- Developers: Ubisoft RedLynx; Ubisoft Kyiv;
- Publisher: Ubisoft
- Series: Trials
- Platforms: Nintendo Switch; PlayStation 4; Windows; Xbox One; Stadia;
- Release: Nintendo Switch, PlayStation 4, Windows, Xbox One February 26, 2019 Stadia November 19, 2019
- Genre: Racing
- Modes: Single-player, multiplayer

= Trials Rising =

2019 video game

Trials Rising is a 2019 racing video game developed by Ubisoft RedLynx and Ubisoft Kyiv and published by Ubisoft. It was released for Nintendo Switch, PlayStation 4, Windows, and Xbox One on February 26, 2019 and for Stadia on November 19, 2019. It is the first mainline entry in the Trials series since 2014's Trials Fusion, and the first in the series to be released on a Nintendo console.

== Gameplay ==
In Trials Rising, the player controls a rider on a physics-based motorcycle from the start of the level to the end while navigating a number of obstacles. The game features obstacle courses set in various parts of the world such as the Eiffel Tower and Mount Everest, and players can compete against each other in both local and online multiplayer. The game allows players to view other players’ best personal performance and they will be notified when the player's record is broken by others. In addition to being able to create custom obstacle courses and share it with other players, players can also customize the rider's outfit and the motorcycle. A local multiplayer mode called “Tandem Bike” is introduced in Rising, which two riders control the same motorcycle. Each player will be responsible for controlling a part of the balance and power of the vehicle.

== Development ==
The game was announced by Ubisoft at its E3 2018 press conference. Ubisoft RedLynx and Ubisoft Kyiv served as lead developers on the title.
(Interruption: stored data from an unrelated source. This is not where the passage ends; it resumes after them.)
//! Player-initiated combat: the basic melee swing and the class abilities.
//!
//! Enemy-side attacks are resolved by the enemy AI system; the only shared
//! piece is [`incoming_damage`], which applies armor.

use serde::{Deserialize, Serialize};

use crate::config::{ClassProfile, CombatConfig};
use crate::enemy::{Enemy, EnemyId};
use crate::error::ActionError;
use crate::items::ItemKind;
use crate::player::{CharClass, Player};

#[derive(Debug, Clone, Copy, PartialEq, Serialize, Deserialize)]
pub struct Hit {
    pub enemy: EnemyId,
    pub damage: i32,
    pub killed: bool,
    pub x: f32,
    pub y: f32,
}

#[derive(Debug, Clone, PartialEq)]
pub struct MeleeOutcome {
    pub hit: Hit,
    /// Set when the swing wore the equipped sword out.
    pub broke: Option<ItemKind>,
}

#[derive(Debug, Clone, PartialEq)]
pub enum AbilityEffect {
    Struck(Vec<Hit>),
    Shielded { healed: f32, duration: f32 },
}

#[derive(Debug, Clone, PartialEq)]
pub struct AbilityReport {
    pub class: CharClass,
    pub effect: AbilityEffect,
}

/// Hits the nearest living enemy inside melee range. On equal distance the
/// earlier enemy in the list wins.
pub fn melee_attack(
    player: &mut Player,
    enemies: &mut [Enemy],
    config: &CombatConfig,
) -> Result<MeleeOutcome, ActionError> {
    let mut nearest: Option<(usize, f32)> = None;
    for (index, enemy) in enemies.iter().enumerate() {
        if enemy.is_dead() {
            continue;
        }
        let dist = enemy.distance_to(player.x, player.y);
        if dist <= config.melee_range && nearest.map_or(true, |(_, best)| dist < best) {
            nearest = Some((index, dist));
        }
    }
    let (index, _) = nearest.ok_or(ActionError::NoTarget)?;

    let armed = player.equipped_tool_kind() == Some(ItemKind::Sword);
    let damage = if armed {
        config.sword_damage
    } else {
        config.base_damage
    };
    let broke = if armed { player.wear_tool() } else { None };

    let enemy = &mut enemies[index];
    let killed = enemy.take_damage(damage);
    Ok(MeleeOutcome {
        hit: Hit {
            enemy: enemy.id,
            damage,
            killed,
            x: enemy.x,
            y: enemy.y,
        },
        broke,
    })
}

/// Fires the player's class ability. Offensive abilities with nothing in
/// range fail without starting the cooldown.
pub fn use_ability(
    player: &mut Player,
    enemies: &mut [Enemy],
    profile: &ClassProfile,
) -> Result<AbilityReport, ActionError> {
    if player.ability_cooldown > 0.0 {
        return Err(ActionError::OnCooldown {
            remaining: player.ability_cooldown,
        });
    }

    let effect = match player.class {
        CharClass::Paladin => {
            let healed = player.heal(profile.ability_heal);
            player.ability_active = true;
            player.ability_duration = profile.ability_duration;
            AbilityEffect::Shielded {
                healed,
                duration: profile.ability_duration,
            }
        }
        CharClass::Warrior | CharClass::Mage | CharClass::Archer => {
            let targets = select_targets(player, enemies, profile);
            if targets.is_empty() {
                return Err(ActionError::NoTarget);
            }
            let hits = targets
                .into_iter()
                .map(|index| {
                    let enemy = &mut enemies[index];
                    let killed = enemy.take_damage(profile.ability_damage);
                    Hit {
                        enemy: enemy.id,
                        damage: profile.ability_damage,
                        killed,
                        x: enemy.x,
                        y: enemy.y,
                    }
                })
                .collect();
            AbilityEffect::Struck(hits)
        }
    };

    player.ability_cooldown = profile.ability_cooldown;
    Ok(AbilityReport {
        class: player.class,
        effect,
    })
}

/// Living enemies within ability range, nearest first, capped at the class
/// target limit.
fn select_targets(player: &Player, enemies: &[Enemy], profile: &ClassProfile) -> Vec<usize> {
    let mut in_range: Vec<(usize, f32)> = enemies
        .iter()
        .enumerate()
        .filter(|(_, enemy)| !enemy.is_dead())
        .map(|(index, enemy)| (index, enemy.distance_to(player.x, player.y)))
        .filter(|(_, dist)| *dist <= profile.ability_range)
        .collect();
    in_range.sort_by(|a, b| a.1.total_cmp(&b.1));
    if let Some(limit) = profile.ability_max_targets {
        in_range.truncate(limit);
    }
    in_range.into_iter().map(|(index, _)| index).collect()
}

/// Damage an enemy blow deals after armor. Armor never reduces a hit below 1.
pub fn incoming_damage(player: &Player, raw: i32, config: &CombatConfig) -> i32 {
    if player.equipped_armor().is_some() {
        (raw - config.armor_defense).max(1)
    } else {
        raw
    }
}

#[cfg(test)]
mod tests {
    use super::*;
    use crate::config::SimConfig;
    use crate::enemy::EnemyKind;

    fn setup(class: CharClass) -> (SimConfig, Player) {
        let config = SimConfig::default();
        let player = Player::new(10.0, 10.0, class, &config.player, config.classes.get(class));
        (config, player)
    }

    fn enemy(config: &SimConfig, id: u64, kind: EnemyKind, x: f32, y: f32) -> Enemy {
        Enemy::new(EnemyId::new(id), kind, x, y, config.enemies.get(kind))
    }

    #[test]
    fn melee_picks_nearest_and_first_on_ties() {
        let (config, mut p) = setup(CharClass::Warrior);
        let mut enemies = vec![
            enemy(&config, 1, EnemyKind::Goblin, 11.5, 10.0),
            enemy(&config, 2, EnemyKind::Goblin, 11.0, 10.0),
            enemy(&config, 3, EnemyKind::Goblin, 9.0, 10.0),
        ];
        let outcome = melee_attack(&mut p, &mut enemies, &config.combat).unwrap();
        assert_eq!(outcome.hit.enemy, EnemyId::new(2));
        assert_eq!(outcome.hit.damage, 10);
        assert_eq!(enemies[1].health, 20);
    }

    #[test]
    fn melee_out_of_range_is_no_target() {
        let (config, mut p) = setup(CharClass::Warrior);
        let mut enemies = vec![enemy(&config, 1, EnemyKind::Wolf, 13.0, 10.0)];
        assert_eq!(
            melee_attack(&mut p, &mut enemies, &config.combat),
            Err(ActionError::NoTarget)
        );
    }

    #[test]
    fn sword_hits_harder_and_wears() {
        let (config, mut p) = setup(CharClass::Warrior);
        let sword = p.new_item(ItemKind::Sword, &config.crafting);
        let id = p.store_item(sword).unwrap();
        p.equip(id).unwrap();
        let mut enemies = vec![enemy(&config, 1, EnemyKind::Wolf, 11.0, 10.0)];
        let outcome = melee_attack(&mut p, &mut enemies, &config.combat).unwrap();
        assert_eq!(outcome.hit.damage, 20);
        assert_eq!(p.item(id).unwrap().durability, Some(149));
    }

    #[test]
    fn warrior_without_targets_keeps_cooldown_idle() {
        let (config, mut p) = setup(CharClass::Warrior);
        let mut enemies = vec![enemy(&config, 1, EnemyKind::Goblin, 14.0, 10.0)];
        let result = use_ability(&mut p, &mut enemies, config.classes.get(CharClass::Warrior));
        assert_eq!(result, Err(ActionError::NoTarget));
        assert_eq!(p.ability_cooldown, 0.0);
    }

    #[test]
    fn warrior_burst_hits_everything_in_range() {
        let (config, mut p) = setup(CharClass::Warrior);
        let mut enemies = (0..5)
            .map(|i| enemy(&config, i, EnemyKind::Goblin, 10.0 + i as f32 * 0.5, 10.0))
            .collect::<Vec<_>>();
        let report = use_ability(&mut p, &mut enemies, config.classes.get(CharClass::Warrior)).unwrap();
        match report.effect {
            AbilityEffect::Struck(hits) => assert_eq!(hits.len(), 5),
            other => panic!("unexpected {other:?}"),
        }
        assert_eq!(p.ability_cooldown, 8.0);
    }

    #[test]
    fn mage_hits_only_the_nearest() {
        let (config, mut p) = setup(CharClass::Mage);
        let mut enemies = vec![
            enemy(&config, 1, EnemyKind::Wolf, 16.0, 10.0),
            enemy(&config, 2, EnemyKind::Wolf, 13.0, 10.0),
        ];
        let report = use_ability(&mut p, &mut enemies, config.classes.get(CharClass::Mage)).unwrap();
        let AbilityEffect::Struck(hits) = report.effect else {
            panic!("mage ability should strike");
        };
        assert_eq!(hits.len(), 1);
        assert_eq!(hits[0].enemy, EnemyId::new(2));
        assert!(hits[0].killed);
    }

    #[test]
    fn archer_volley_takes_three_closest() {
        let (config, mut p) = setup(CharClass::Archer);
        let mut enemies = vec![
            enemy(&config, 1, EnemyKind::Goblin, 19.0, 10.0),
            enemy(&config, 2, EnemyKind::Goblin, 12.0, 10.0),
            enemy(&config, 3, EnemyKind::Goblin, 10.0, 17.0),
            enemy(&config, 4, EnemyKind::Goblin, 10.0, 11.0),
            enemy(&config, 5, EnemyKind::Goblin, 10.0, 30.0),
        ];
        let report = use_ability(&mut p, &mut enemies, config.classes.get(CharClass::Archer)).unwrap();
        let AbilityEffect::Struck(hits) = report.effect else {
            panic!("archer ability should strike");
        };
        let ids: Vec<u64> = hits.iter().map(|h| h.enemy.raw()).collect();
        assert_eq!(ids, vec![4, 2, 3]);
    }

    #[test]
    fn paladin_heals_and_shields_without_targets() {
        let (config, mut p) = setup(CharClass::Paladin);
        p.health.set(40.0);
        let report = use_ability(&mut p, &mut [], config.classes.get(CharClass::Paladin)).unwrap();
        assert_eq!(
            report.effect,
            AbilityEffect::Shielded {
                healed: 50.0,
                duration: 3.0
            }
        );
        assert!(p.is_invulnerable());
        assert!(matches!(
            use_ability(&mut p, &mut [], config.classes.get(CharClass::Paladin)),
            Err(ActionError::OnCooldown { .. })
        ));
    }

    #[test]
    fn armor_blunts_but_never_nullifies() {
        let (config, mut p) = setup(CharClass::Warrior);
        assert_eq!(incoming_damage(&p, 8, &config.combat), 8);
        let armor = p.new_item(ItemKind::IronArmor, &config.crafting);
        let id = p.store_item(armor).unwrap();
        p.equip(id).unwrap();
        assert_eq!(incoming_damage(&p, 8, &config.combat), 5);
        assert_eq!(incoming_damage(&p, 2, &config.combat), 1);
    }
}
In order to ensure that players will understand the game's control scheme and gameplay mechanics, Ubisoft RedLynx invited several YouTubers and members of the Trials community to test and provide feedback regarding the game's tutorial (among those invited were Achievement Hunter's Gavin Free and Jack Pattillo, both of whom provided shouts for the playable biker). A closed beta was held in September 2018, followed by an open beta in the week prior to release in February 2019. Trials Rising was released for Microsoft Windows, Nintendo Switch, PlayStation 4, and Xbox One on February 26, 2019 and for Stadia on November 19, 2019.

==Reception==

The game received generally positive critic reviews according to review aggregator Metacritic.

Aggregate score
| Aggregator | Score |
|---|---|
| Metacritic | NS: 78/100 PC: 83/100 PS4: 79/100 XONE: 85/100 |

Review scores
| Publication | Score |
|---|---|
| Destructoid | PS4: 8/10 |
| Game Informer | PS4: 7.25/10 |
| GameSpot | PS4: 7/10 |
| GamesRadar+ | PS4: |
| IGN | 7.9/10 |
| Jeuxvideo.com | 17/20 |
| Nintendo Life | Star |
| Nintendo World Report | NS: 8.5/10 |
| USgamer | PS4: |

===Accolades===
The game was nominated for "Best Racing Game" at the 2018 Game Critics Awards, and for "Racing Game of the Year" at the 23rd Annual D.I.C.E. Awards.